◆ PROBLEM TO WORK ON
Each record must be printed again exactly as given.

*** Opening of DATA PROVIDED ***

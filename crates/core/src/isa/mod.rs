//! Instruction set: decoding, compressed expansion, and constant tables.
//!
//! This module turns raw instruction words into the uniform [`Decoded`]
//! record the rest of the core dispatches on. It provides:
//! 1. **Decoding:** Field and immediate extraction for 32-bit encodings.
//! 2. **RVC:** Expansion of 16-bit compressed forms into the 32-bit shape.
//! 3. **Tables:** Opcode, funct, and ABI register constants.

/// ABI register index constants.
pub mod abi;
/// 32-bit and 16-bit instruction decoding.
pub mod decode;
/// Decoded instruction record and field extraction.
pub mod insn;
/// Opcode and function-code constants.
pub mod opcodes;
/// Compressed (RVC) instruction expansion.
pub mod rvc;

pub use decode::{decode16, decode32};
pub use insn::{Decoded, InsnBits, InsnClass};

*** Close of DATA PROVIDED ***

◆ TASK RESULT
filename crates/core/src/isa/mod.rs
//! Instruction set: decoding, compressed expansion, and constant tables.
//!
//! This module turns raw instruction words into the uniform [`Decoded`]
//! record the rest of the core dispatches on. It provides:
//! 1. **Decoding:** Field and immediate extraction for 32-bit encodings.
//! 2. **RVC:** Expansion of 16-bit compressed forms into the 32-bit shape.
//! 3. **Tables:** Opcode, funct, and ABI register constants.

/// ABI register index constants.
pub mod abi;
/// 32-bit and 16-bit instruction decoding.
pub mod decode;
/// Decoded instruction record and field extraction.
pub mod insn;
/// Opcode and function-code constants.
pub mod opcodes;
/// Compressed (RVC) instruction expansion.
pub mod rvc;

pub use decode::{decode16, decode32};
pub use insn::{Decoded, InsnBits, InsnClass};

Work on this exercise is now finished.